これを踏まえ、動ける体つくりを当院では実践しています。
正しい姿勢が全てか?
不良姿勢は、身体のあらゆる箇所のストレスとなり症状として発しやすい。その典型例が肩こり・腰痛にならないためには綺麗な姿勢でいようと言う教育と思います。もちろん、間違っていませんが考えてほしいのは、綺麗で正しい姿勢が全てか?と言うことです。

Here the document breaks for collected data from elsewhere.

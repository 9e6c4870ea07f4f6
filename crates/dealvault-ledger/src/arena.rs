//! Append-only deal table.
//!
//! Deals live in a `Vec` indexed by [`DealId`]. IDs are handed out in
//! insertion order starting at 0; records are never removed, so every ID
//! ever returned stays resolvable.

use dealvault_types::{Address, Deal, DealId, DealvaultError, Result};

/// Index-addressed arena of every deal ever created.
#[derive(Debug, Default)]
pub struct DealArena {
    deals: Vec<Deal>,
}

impl DealArena {
    #[must_use]
    pub fn new() -> Self {
        Self { deals: Vec::new() }
    }

    /// The ID the next pushed deal will receive.
    #[must_use]
    pub fn next_id(&self) -> DealId {
        DealId(self.deals.len() as u64)
    }

    /// Append a deal. Its `id` is overwritten with the assigned ID.
    pub fn push(&mut self, mut deal: Deal) -> DealId {
        let id = self.next_id();
        deal.id = id;
        self.deals.push(deal);
        id
    }

    /// # Errors
    /// `DealNotFound` if `id` was never assigned.
    pub fn get(&self, id: DealId) -> Result<&Deal> {
        id.index()
            .and_then(|i| self.deals.get(i))
            .ok_or(DealvaultError::DealNotFound(id))
    }

    /// # Errors
    /// `DealNotFound` if `id` was never assigned.
    pub fn get_mut(&mut self, id: DealId) -> Result<&mut Deal> {
        id.index()
            .and_then(|i| self.deals.get_mut(i))
            .ok_or(DealvaultError::DealNotFound(id))
    }

    #[must_use]
    pub fn len(&self) -> usize {
        self.deals.len()
    }

    #[must_use]
    pub fn is_empty(&self) -> bool {
        self.deals.is_empty()
    }

    pub fn iter(&self) -> impl Iterator<Item = &Deal> {
        self.deals.iter()
    }

    /// Deals in which `addr` is buyer, seller or arbiter, oldest first.
    pub fn involving(&self, addr: Address) -> impl Iterator<Item = &Deal> {
        self.deals.iter().filter(move |d| d.involves(addr))
    }
}
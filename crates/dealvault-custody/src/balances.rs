//! Host account balances.
//!
//! Tracks per-(account, asset) balances for the simulated host. All
//! mutations are atomic: either the full operation succeeds or the
//! balances are unchanged.

use std::collections::HashMap;

use dealvault_types::{Address, AssetId, DealvaultError, Result};

/// Per-(account, asset) balance book.
///
/// The [`Vault`](crate::Vault) keeps every account's holdings here,
/// including its own custody account.
#[derive(Debug, Default)]
pub struct BalanceBook {
    balances: HashMap<(Address, AssetId), u128>,
}

impl BalanceBook {
    /// Create a new empty balance book.
    #[must_use]
    pub fn new() -> Self {
        Self {
            balances: HashMap::new(),
        }
    }

    /// Add funds to an account.
    ///
    /// # Errors
    /// Returns `BalanceOverflow` if the balance would exceed `u128::MAX`.
    pub fn credit(&mut self, owner: Address, asset: AssetId, amount: u128) -> Result<()> {
        let entry = self.balances.entry((owner, asset)).or_default();
        *entry = entry
            .checked_add(amount)
            .ok_or(DealvaultError::BalanceOverflow)?;
        Ok(())
    }

    /// Remove funds from an account.
    ///
    /// # Errors
    /// Returns `InsufficientFunds` if the balance is smaller than `amount`.
    pub fn debit(&mut self, owner: Address, asset: AssetId, amount: u128) -> Result<()> {
        let available = self.balance(owner, asset);
        if available < amount {
            return Err(DealvaultError::InsufficientFunds {
                asset,
                needed: amount,
                available,
            });
        }
        if let Some(entry) = self.balances.get_mut(&(owner, asset)) {
            *entry -= amount;
        }
        Ok(())
    }

    /// Move funds between two accounts. Nothing changes on failure.
    ///
    /// # Errors
    /// `InsufficientFunds` if `from` cannot cover `amount`,
    /// `BalanceOverflow` if `to` would overflow.
    pub fn transfer(
        &mut self,
        from: Address,
        to: Address,
        asset: AssetId,
        amount: u128,
    ) -> Result<()> {
        if from == to {
            // Still enforce the balance check so self-transfers behave.
            let available = self.balance(from, asset);
            if available < amount {
                return Err(DealvaultError::InsufficientFunds {
                    asset,
                    needed: amount,
                    available,
                });
            }
            return Ok(());
        }
        self.balance(to, asset)
            .checked_add(amount)
            .ok_or(DealvaultError::BalanceOverflow)?;
        self.debit(from, asset, amount)?;
        self.credit(to, asset, amount)
    }

    /// Balance of `owner` in `asset` (zero if never touched).
    #[must_use]
    pub fn balance(&self, owner: Address, asset: AssetId) -> u128 {
        self.balances.get(&(owner, asset)).copied().unwrap_or(0)
    }

    /// Total supply of an asset across all accounts.
    #[must_use]
    pub fn total_supply(&self, asset: AssetId) -> u128 {
        self.balances
            .iter()
            .filter(|((_, a), _)| *a == asset)
            .map(|(_, amount)| *amount)
            .sum()
    }
}

#[cfg(test)]
mod tests {
    use super::*;

    #[test]
    fn credit_increases_balance() {
        let mut book = BalanceBook::new();
        let user = Address::random();
        book.credit(user, AssetId::Native, 1000).unwrap();
        assert_eq!(book.balance(user, AssetId::Native), 1000);
    }

    #[test]
    fn debit_insufficient_fails() {
        let mut book = BalanceBook::new();
        let user = Address::random();
        book.credit(user, AssetId::Native, 100).unwrap();
        let err = book.debit(user, AssetId::Native, 200).unwrap_err();
        assert!(matches!(
            err,
            DealvaultError::InsufficientFunds {
                needed: 200,
                available: 100,
                ..
            }
        ));
        // Balance unchanged
        assert_eq!(book.balance(user, AssetId::Native), 100);
    }

    #[test]
    fn transfer_moves_funds() {
        let mut book = BalanceBook::new();
        let a = Address::random();
        let b = Address::random();
        book.credit(a, AssetId::Native, 1000).unwrap();
        book.transfer(a, b, AssetId::Native, 400).unwrap();
        assert_eq!(book.balance(a, AssetId::Native), 600);
        assert_eq!(book.balance(b, AssetId::Native), 400);
        assert_eq!(book.total_supply(AssetId::Native), 1000);
    }

    #[test]
    fn transfer_overflow_leaves_sender_untouched() {
        let mut book = BalanceBook::new();
        let a = Address::random();
        let b = Address::random();
        book.credit(a, AssetId::Native, 10).unwrap();
        book.credit(b, AssetId::Native, u128::MAX).unwrap();
        let err = book.transfer(a, b, AssetId::Native, 10).unwrap_err();
        assert_eq!(err, DealvaultError::BalanceOverflow);
        assert_eq!(book.balance(a, AssetId::Native), 10);
    }

    #[test]
    fn credit_overflow_rejected() {
        let mut book = BalanceBook::new();
        let a = Address::random();
        book.credit(a, AssetId::Native, u128::MAX).unwrap();
        assert!(book.credit(a, AssetId::Native, 1).is_err());
        assert_eq!(book.balance(a, AssetId::Native), u128::MAX);
    }

    #[test]
    fn total_supply_is_per_asset() {
        let mut book = BalanceBook::new();
        let token = AssetId::Token(Address::random());
        let u1 = Address::random();
        let u2 = Address::random();
        book.credit(u1, token, 1000).unwrap();
        book.credit(u2, token, 500).unwrap();
        book.credit(u1, AssetId::Native, 7).unwrap();
        assert_eq!(book.total_supply(token), 1500);
        assert_eq!(book.total_supply(AssetId::Native), 7);
    }

    #[test]
    fn untouched_balance_is_zero() {
        let book = BalanceBook::new();
        assert_eq!(book.balance(Address::random(), AssetId::Native), 0);
    }
}
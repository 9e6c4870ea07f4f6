//! System-wide constants for the Dealvault escrow ledger.

/// Default minimum deal amount, in the asset's smallest unit.
///
/// One whole unit of a 6-decimal stablecoin.
pub const DEFAULT_MIN_AMOUNT: u128 = 1_000_000;

/// Settlement fee divisor: fee = amount / `DEFAULT_FEE_DIVISOR` (0.1%).
pub const DEFAULT_FEE_DIVISOR: u128 = 1_000;

/// Seconds after delivery before the seller may claim auto-release (72h).
pub const AUTO_RELEASE_WINDOW_SECS: u64 = 3 * 24 * 60 * 60;

/// Seconds after a dispute opens before the buyer may reclaim funds (30d).
pub const DISPUTE_TIMEOUT_SECS: u64 = 30 * 24 * 60 * 60;

/// Acceptance period offered by default to buyers (30d).
pub const DEFAULT_ACCEPTANCE_PERIOD_SECS: u64 = 30 * 24 * 60 * 60;

/// Delivery period offered by default to buyers (14d).
pub const DEFAULT_DELIVERY_PERIOD_SECS: u64 = 14 * 24 * 60 * 60;

/// Decimals of the native asset.
pub const NATIVE_DECIMALS: u32 = 18;

/// Version string.
pub const VERSION: &str = env!("CARGO_PKG_VERSION");

/// Engine name.
pub const ENGINE_NAME: &str = "Dealvault";
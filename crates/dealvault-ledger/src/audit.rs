//! Custody conservation checker.
//!
//! Invariant checked per asset after every operation:
//! ```text
//! custody_balance == Σ(amount of open deals) + Σ(pending fees)
//!                 == Σ(deposits) - Σ(payouts)
//! ```
//!
//! The first equality ties the adapter's real holdings to the ledger's
//! records; the second ties both to the ledger's own flow totals. A break in
//! either means value leaked or was created, and is logged at `error!`.
//!
//! The open-deal sum is kept as a running total so the post-commit check
//! never walks deal history.

use std::collections::{HashMap, HashSet};

use dealvault_types::{AssetId, DealvaultError, Result};

/// Running deposit and payout totals per asset.
#[derive(Debug, Default)]
pub struct CustodyAudit {
    /// Total moved into custody per asset since genesis.
    deposits: HashMap<AssetId, u128>,
    /// Total moved out of custody per asset since genesis.
    payouts: HashMap<AssetId, u128>,
    /// Sum of amounts in non-terminal deals per asset.
    open: HashMap<AssetId, u128>,
}

impl CustodyAudit {
    #[must_use]
    pub fn new() -> Self {
        Self {
            deposits: HashMap::new(),
            payouts: HashMap::new(),
            open: HashMap::new(),
        }
    }

    pub fn record_deposit(&mut self, asset: AssetId, amount: u128) {
        let total = self.deposits.entry(asset).or_default();
        *total = total.saturating_add(amount);
    }

    pub fn record_payout(&mut self, asset: AssetId, amount: u128) {
        let total = self.payouts.entry(asset).or_default();
        *total = total.saturating_add(amount);
    }

    /// A deal holding `amount` of `asset` was opened.
    pub fn open_deal(&mut self, asset: AssetId, amount: u128) {
        let total = self.open.entry(asset).or_default();
        *total = total.saturating_add(amount);
    }

    /// A deal holding `amount` of `asset` reached a terminal state.
    pub fn close_deal(&mut self, asset: AssetId, amount: u128) {
        let total = self.open.entry(asset).or_default();
        *total = total.saturating_sub(amount);
    }

    /// Running sum of open deal amounts in `asset`.
    #[must_use]
    pub fn open_total(&self, asset: AssetId) -> u128 {
        self.open.get(&asset).copied().unwrap_or(0)
    }

    #[must_use]
    pub fn total_deposits(&self, asset: AssetId) -> u128 {
        self.deposits.get(&asset).copied().unwrap_or(0)
    }

    #[must_use]
    pub fn total_payouts(&self, asset: AssetId) -> u128 {
        self.payouts.get(&asset).copied().unwrap_or(0)
    }

    /// What custody should hold according to the flow totals.
    ///
    /// # Errors
    /// `CustodyInvariantViolation` if more was paid out than deposited.
    pub fn expected_custody(&self, asset: AssetId) -> Result<u128> {
        let deposited = self.total_deposits(asset);
        let paid = self.total_payouts(asset);
        deposited
            .checked_sub(paid)
            .ok_or_else(|| DealvaultError::CustodyInvariantViolation {
                reason: format!("{asset}: payouts {paid} exceed deposits {deposited}"),
            })
    }

    /// Verify that `liabilities` (open deal amounts + pending fees) and the
    /// flow totals both match the adapter's `actual` custody balance.
    ///
    /// # Errors
    /// [`DealvaultError::CustodyInvariantViolation`] on any mismatch.
    pub fn verify(&self, asset: AssetId, actual: u128, liabilities: u128) -> Result<()> {
        let expected = self.expected_custody(asset)?;
        if actual != expected || actual != liabilities {
            return Err(DealvaultError::CustodyInvariantViolation {
                reason: format!(
                    "{asset}: custody {actual}, liabilities {liabilities}, \
                     flow-expected {expected} (deposits={}, payouts={})",
                    self.total_deposits(asset),
                    self.total_payouts(asset),
                ),
            });
        }
        Ok(())
    }

    /// Every asset that ever moved.
    #[must_use]
    pub fn tracked_assets(&self) -> Vec<AssetId> {
        let mut assets: HashSet<AssetId> = self.deposits.keys().copied().collect();
        assets.extend(self.payouts.keys().copied());
        let mut assets: Vec<AssetId> = assets.into_iter().collect();
        assets.sort();
        assets
    }
}

#[cfg(test)]
mod tests {
    use super::*;
    use dealvault_types::Address;

    #[test]
    fn empty_audit_verifies_zero() {
        let audit = CustodyAudit::new();
        assert_eq!(audit.expected_custody(AssetId::Native).unwrap(), 0);
        assert!(audit.verify(AssetId::Native, 0, 0).is_ok());
    }

    #[test]
    fn flows_net_out() {
        let mut audit = CustodyAudit::new();
        audit.record_deposit(AssetId::Native, 1_000);
        audit.record_deposit(AssetId::Native, 500);
        audit.record_payout(AssetId::Native, 300);
        assert_eq!(audit.expected_custody(AssetId::Native).unwrap(), 1_200);
        assert!(audit.verify(AssetId::Native, 1_200, 1_200).is_ok());
    }

    #[test]
    fn mismatched_custody_fails() {
        let mut audit = CustodyAudit::new();
        audit.record_deposit(AssetId::Native, 1_000);
        let err = audit.verify(AssetId::Native, 999, 1_000).unwrap_err();
        assert!(matches!(err, DealvaultError::CustodyInvariantViolation { .. }));
    }

    #[test]
    fn mismatched_liabilities_fail() {
        let mut audit = CustodyAudit::new();
        audit.record_deposit(AssetId::Native, 1_000);
        assert!(audit.verify(AssetId::Native, 1_000, 1_001).is_err());
    }

    #[test]
    fn overdrawn_flow_fails() {
        let mut audit = CustodyAudit::new();
        audit.record_payout(AssetId::Native, 1);
        assert!(audit.expected_custody(AssetId::Native).is_err());
    }

    #[test]
    fn open_total_follows_open_and_close() {
        let mut audit = CustodyAudit::new();
        let token = AssetId::Token(Address::random());
        audit.open_deal(token, 700);
        audit.open_deal(token, 300);
        audit.open_deal(AssetId::Native, 5);
        audit.close_deal(token, 700);
        assert_eq!(audit.open_total(token), 300);
        assert_eq!(audit.open_total(AssetId::Native), 5);
        audit.close_deal(token, 300);
        assert_eq!(audit.open_total(token), 0);
    }

    #[test]
    fn tracked_assets_union() {
        let mut audit = CustodyAudit::new();
        let token = AssetId::Token(Address::random());
        audit.record_deposit(AssetId::Native, 1);
        audit.record_payout(token, 0);
        assert_eq!(audit.tracked_assets(), vec![AssetId::Native, token]);
    }
}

バレーリーナ・ダンサー方などが当院へ来られているように実は、綺麗で正しい姿勢で彼らでさえも肩こり・腰痛を訴えます。良く身体を観察をするとコリや痛みを招く原因は姿勢以外にもあるからであります。理想的な姿勢をもつ彼らは動きます。動きをみているとある部分にストレスをかけていたり動きづらさが自覚できないコリを招いていることもあります。
動きのクセが原因になりやすい
姿勢は静止時のもの、私たちは生き物であり動きの中でクセがあると肩こり・腰痛になりやすいと言えます。間違った動きのパターンを説明していきます。
上肢には肩甲上腕リズムと言う運動パターンがあり、腕と肩甲骨には決められた割合で動くように設計されているものです。何かの影響で肩甲骨の動きが悪くなっていると、腕の負担が増えて肩の痛みとなって発する要因となりえます。
下肢には腰椎骨盤リズムと言う運動パターンがあり、上肢と同じように腰椎・骨盤・股関節が協力し合って動くように設計されているものです。この場合、座っている時間が長いと股関節の動きが悪くなり、腰椎・骨盤にストレスが集中し腰痛の要因になりえます。
肩こり・腰痛、両方抱えている人がいます
はい、その通りであります。この場合様々なパターンがあるので全てのパターンをここ記すことはできません。ただ、考えてほしいのは股関節の動きの悪さが腰痛にもなります、肩こりの原因となります。股関節の柔軟性・安定性があるとその分上肢は安心して動かすことができます。しかし、土台である股関節にトラブルがあると上肢の動きに安定性が欠けて可動域いっぱいには動かすことが出来ず、関節が詰まったり筋肉が引っ張られるようなことがあります。
さらに考えれば、肩と腰の間にある胸椎の硬さも原因になりえます。上肢の動き、下肢で言えば仙腸関節と密接な連動があります。頸胸椎移行部が硬いと上を向くことが辛い、胸腰椎移行部が硬いと背中を反ることが出来ないなどと言った症状が出ます。